The Administration's cybersecurity team deserves credit for significantly boosting the transparency of the VEP. Until now, few details were publicly confirmed about the VEP, and official sources had only discussed of the VEP in generalities. By comparison, the new VEP charter is quite thorough and provides answers to several key questions, though it remains to be seen how it will operate in practice.
Rapid7 considers it important for the government to have a mature and effective VEP in place because private actors need to know about their vulnerabilities in order to make systems more secure. We recognize that the government has legitimate reasons to identify and exploit cybersecurity vulnerabilities, but the exercise of that power must be balanced with (among other things) the risks of failure of the systems on which we all rely. Greater transparency on the government's process for vulnerability disclosures is helpful to ensure—but not a guarantee—that the process strikes this balance appropriately.
Key details in the VEP charter include:
The charter makes clear that disclosure is the default and stockpiling is not the US government's policy. The charter notes the primary focus of the process is to protect cybersecurity, and that disclosure is in the national interest in the "vast majority" of cases (absent demonstrable, overriding national security or law enforcement interests).
The VEP includes significant consideration non-government interests. The charter reveals a non-exclusive list of considerations to weigh in deciding whether to disclose vulnerabilities. Many of these considerations focus on the interests of civilians, the private sector, and cybersecurity generally, not just law enforcement and national security. There is also some responsibility levied here on industry, as the considerations include the likelihood that vendors would create patches and that system operators would apply them.
Decisions against disclosing vulnerabilities to vendors are reviewed at least annually, and immediately in cases of malicious exploitation.
As to be expected, the Charter includes areas of ambiguity. For example, the charter includes a broad exception to the VEP for vulnerabilities obtained from partners (such as other nations and commercial arrangements) and those used in "sensitive operations"—a term that is undefined in the charter. According to media reports, this exception for sensitive operations was highly controversial within the Administration. In addition, the VEP empowers the US Cybersecurity Coordinator to choose whether and how to report the quantity of vulnerabilities that the government does not disclose. Yet the quantity will help indicate whether vulnerability stockpiling is indeed occurring. Obviously it would be unreasonable to expect publication of precise numbers, but the oversight is nevertheless fuzzy here. We will just have to see how these issues play out as the VEP is implemented over time.
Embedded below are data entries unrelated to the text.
use actix_web::{web, HttpResponse, Result};
use askama::Template;
use serde::Deserialize;

use crate::{
    auth::{hash_password, new_id, Session},
    db::{log_activity, now_timestamp},
    error::{AppError, StoreError},
    models::{looks_like_email, ProfileRow, Role, Vendor},
    notice::Notice,
    scope::{redirect_unless, Area},
    state::AppState,
    store::{Collection, Direction, Predicate, Query, Store, Value},
    templates::{render, Layout},
};

#[derive(Clone, Debug)]
struct VendorView {
    name: String,
    email: String,
    phone: String,
}

#[derive(Clone, Debug, Default)]
struct VendorFormView {
    username: String,
    first_name: String,
    last_name: String,
    email: String,
    phone: String,
}

#[derive(Template)]
#[template(path = "vendors.html")]
struct VendorsTemplate {
    layout: Layout,
    vendors: Vec<VendorView>,
    can_create: bool,
    form: VendorFormView,
    errors: Vec<String>,
}

#[derive(Deserialize)]
struct VendorCreateForm {
    username: String,
    first_name: String,
    last_name: String,
    email: String,
    phone: Option<String>,
    password: String,
}

impl VendorCreateForm {
    fn validate(&self) -> Vec<String> {
        let mut errors = Vec::new();
        if self.username.trim().is_empty() {
            errors.push("Lo username è obbligatorio.".to_string());
        }
        if self.first_name.trim().is_empty() {
            errors.push("Il nome è obbligatorio.".to_string());
        }
        if self.last_name.trim().is_empty() {
            errors.push("Il cognome è obbligatorio.".to_string());
        }
        if !looks_like_email(&self.email) {
            errors.push("Indirizzo email non valido.".to_string());
        }
        if self.password.trim().len() < 6 {
            errors.push("La password deve avere almeno 6 caratteri.".to_string());
        }
        errors
    }

    fn view(&self) -> VendorFormView {
        VendorFormView {
            username: self.username.clone(),
            first_name: self.first_name.clone(),
            last_name: self.last_name.clone(),
            email: self.email.clone(),
            phone: self.phone.clone().unwrap_or_default(),
        }
    }
}

pub fn configure(cfg: &mut web::ServiceConfig) {
    cfg.service(
        web::resource("/vendors")
            .route(web::get().to(list_vendors))
            .route(web::post().to(create_vendor)),
    );
}

/// Active profiles with the vendor role, sorted by surname.
pub async fn fetch_vendors(store: &Store) -> Result<Vec<Vendor>, StoreError> {
    let query = Query::new(Collection::Profiles)
        .filter(Predicate::Eq("role", Role::Vendor.as_str().into()))
        .filter(Predicate::Eq("active", Value::Int(1)))
        .order_by("last_name", Direction::Asc);
    let rows = store.query::<ProfileRow>(&query).await?;
    Ok(rows
        .into_iter()
        .filter_map(|row| match Vendor::try_from(row) {
            Ok(vendor) => Some(vendor),
            Err(err) => {
                log::warn!("Skipping vendor: {err}");
                None
            }
        })
        .collect())
}

async fn list_vendors(
    state: web::Data<AppState>,
    session: web::ReqData<Session>,
) -> Result<HttpResponse> {
    let session = session.into_inner();
    if let Some(redirect) = redirect_unless(&session, Area::Vendors) {
        return Ok(redirect);
    }
    Ok(render_vendors(&state, &session, Vec::new(), VendorFormView::default(), Vec::new()).await)
}

async fn create_vendor(
    state: web::Data<AppState>,
    session: web::ReqData<Session>,
    form: web::Form<VendorCreateForm>,
) -> Result<HttpResponse> {
    let session = session.into_inner();
    if let Some(redirect) = redirect_unless(&session, Area::ManageVendors) {
        return Ok(redirect);
    }
    let form = form.into_inner();
    let errors = form.validate();
    if !errors.is_empty() {
        let notices = vec![Notice::error("Venditore non creato: controlla i campi.")];
        return Ok(render_vendors(&state, &session, notices, form.view(), errors).await);
    }

    let password_hash = hash_password(&form.password).map_err(|_| AppError::PasswordHash)?;
    let result = state
        .store
        .insert(
            Collection::Profiles,
            &[
                ("id", new_id().into()),
                ("username", form.username.trim().into()),
                ("first_name", form.first_name.trim().into()),
                ("last_name", form.last_name.trim().into()),
                ("email", form.email.trim().into()),
                ("phone", form.phone.as_deref().unwrap_or_default().trim().into()),
                ("role", Role::Vendor.as_str().into()),
                ("password_hash", password_hash.into()),
                ("active", Value::Int(1)),
                ("created_at", now_timestamp().into()),
            ],
        )
        .await;

    if let Err(err) = result {
        log::warn!("Vendor insert failed: {err}");
        let errors = vec![format!("Impossibile creare il venditore: {err}")];
        return Ok(render_vendors(&state, &session, Vec::new(), form.view(), errors).await);
    }

    log_activity(
        &state.store,
        "vendor_created",
        &format!(
            "{} ha aggiunto il venditore {} {}.",
            session.display_name,
            form.first_name.trim(),
            form.last_name.trim()
        ),
        Some(&session.user_id),
    )
    .await;

    let notices = vec![Notice::success("Venditore creato.")];
    Ok(render_vendors(&state, &session, notices, VendorFormView::default(), Vec::new()).await)
}

async fn render_vendors(
    state: &AppState,
    session: &Session,
    mut notices: Vec<Notice>,
    form: VendorFormView,
    errors: Vec<String>,
) -> HttpResponse {
    let vendors = fetch_vendors(&state.store).await.unwrap_or_else(|err| {
        log::warn!("Vendor list unavailable: {err}");
        notices.push(Notice::error("Impossibile caricare i venditori."));
        Vec::new()
    });
    let vendors = vendors
        .into_iter()
        .map(|vendor| VendorView {
            name: vendor.full_name(),
            email: vendor.email,
            phone: vendor.phone,
        })
        .collect();

    render(VendorsTemplate {
        layout: Layout::new(session, Area::Vendors, "Venditori").with_notices(notices),
        vendors,
        can_create: Area::ManageVendors.permits(session.role),
        form,
        errors,
    })
}

#[cfg(test)]
mod tests {
    use actix_web::{
        http::{header, StatusCode},
        test, App,
    };

    use super::*;
    use crate::routes::testing::{fixture, ADMIN_AUTH, OPERATOR_AUTH, VENDOR_AUTH};

    #[actix_web::test]
    async fn vendor_list_only_contains_vendors() {
        let fx = fixture().await;
        let vendors = fetch_vendors(&fx.state.store).await.unwrap();
        let ids: Vec<_> = vendors.iter().map(|vendor| vendor.id.as_str()).collect();
        assert_eq!(ids.len(), 2);
        assert!(ids.contains(&fx.vendor_id.as_str()));
        assert!(ids.contains(&fx.other_vendor_id.as_str()));
    }

    #[actix_web::test]
    async fn vendors_are_sent_away_and_operators_cannot_create() {
        let fx = fixture().await;
        let app = test::init_service(
            App::new()
                .app_data(web::Data::new(fx.state.clone()))
                .configure(crate::routes::configure),
        )
        .await;

        let req = test::TestRequest::get()
            .uri("/app/vendors")
            .insert_header((header::AUTHORIZATION, VENDOR_AUTH))
            .to_request();
        let res = test::call_service(&app, req).await;
        assert_eq!(res.status(), StatusCode::SEE_OTHER);
        assert_eq!(res.headers().get(header::LOCATION).unwrap(), "/app/appointments");

        let req = test::TestRequest::get()
            .uri("/app/vendors")
            .insert_header((header::AUTHORIZATION, OPERATOR_AUTH))
            .to_request();
        assert_eq!(test::call_service(&app, req).await.status(), StatusCode::OK);

        let req = test::TestRequest::post()
            .uri("/app/vendors")
            .insert_header((header::AUTHORIZATION, OPERATOR_AUTH))
            .set_form([
                ("username", "nuovo"),
                ("first_name", "Nuovo"),
                ("last_name", "Venditore"),
                ("email", "nuovo@example.com"),
                ("password", "lunga-abbastanza"),
            ])
            .to_request();
        let res = test::call_service(&app, req).await;
        assert_eq!(res.status(), StatusCode::SEE_OTHER);
        assert_eq!(res.headers().get(header::LOCATION).unwrap(), "/app/dashboard");
        assert_eq!(fetch_vendors(&fx.state.store).await.unwrap().len(), 2);
    }

    #[actix_web::test]
    async fn admins_create_vendors_who_can_then_sign_in() {
        let fx = fixture().await;
        let app = test::init_service(
            App::new()
                .app_data(web::Data::new(fx.state.clone()))
                .configure(crate::routes::configure),
        )
        .await;

        let req = test::TestRequest::post()
            .uri("/app/vendors")
            .insert_header((header::AUTHORIZATION, ADMIN_AUTH))
            .set_form([
                ("username", "nuovo"),
                ("first_name", "Nuovo"),
                ("last_name", "Venditore"),
                ("email", "nuovo@example.com"),
                ("phone", "333 000"),
                ("password", "lunga-abbastanza"),
            ])
            .to_request();
        let res = test::call_service(&app, req).await;
        assert_eq!(res.status(), StatusCode::OK);
        let html = String::from_utf8(test::read_body(res).await.to_vec()).unwrap();
        assert!(html.contains("Venditore creato."));
        assert!(html.contains("Nuovo Venditore"));

        let session =
            crate::auth::authenticate_credentials(&fx.state.store, "nuovo", "lunga-abbastanza")
                .await
                .unwrap();
        assert_eq!(session.role, Role::Vendor);
    }

    #[actix_web::test]
    async fn short_passwords_are_rejected_inline() {
        let fx = fixture().await;
        let app = test::init_service(
            App::new()
                .app_data(web::Data::new(fx.state.clone()))
                .configure(crate::routes::configure),
        )
        .await;

        let req = test::TestRequest::post()
            .uri("/app/vendors")
            .insert_header((header::AUTHORIZATION, ADMIN_AUTH))
            .set_form([
                ("username", "corto"),
                ("first_name", "Corto"),
                ("last_name", "Maltese"),
                ("email", "corto@example.com"),
                ("password", "123"),
            ])
            .to_request();
        let html = String::from_utf8(
            test::read_body(test::call_service(&app, req).await).await.to_vec(),
        )
        .unwrap();
        assert!(html.contains("almeno 6 caratteri"));
        assert_eq!(fetch_vendors(&fx.state.store).await.unwrap().len(), 2);
    }
}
We expect the VEP to grow in importance as exploitation of vulnerabilities becomes more routine in law enforcement, intelligence, and military activities. It's also worth noting—as Kate Chartlet, Sasha Romanosky, and Bert Thomson do—that this issue is certainly not confined to the United States. Nations around the world are increasingly likely to identify and use zero-day vulnerabilities. It would be helpful if other countries developed, coordinated, and published their own vulnerability disclosure processes. The articulation of the US government's VEP is a very positive step, but not the final one.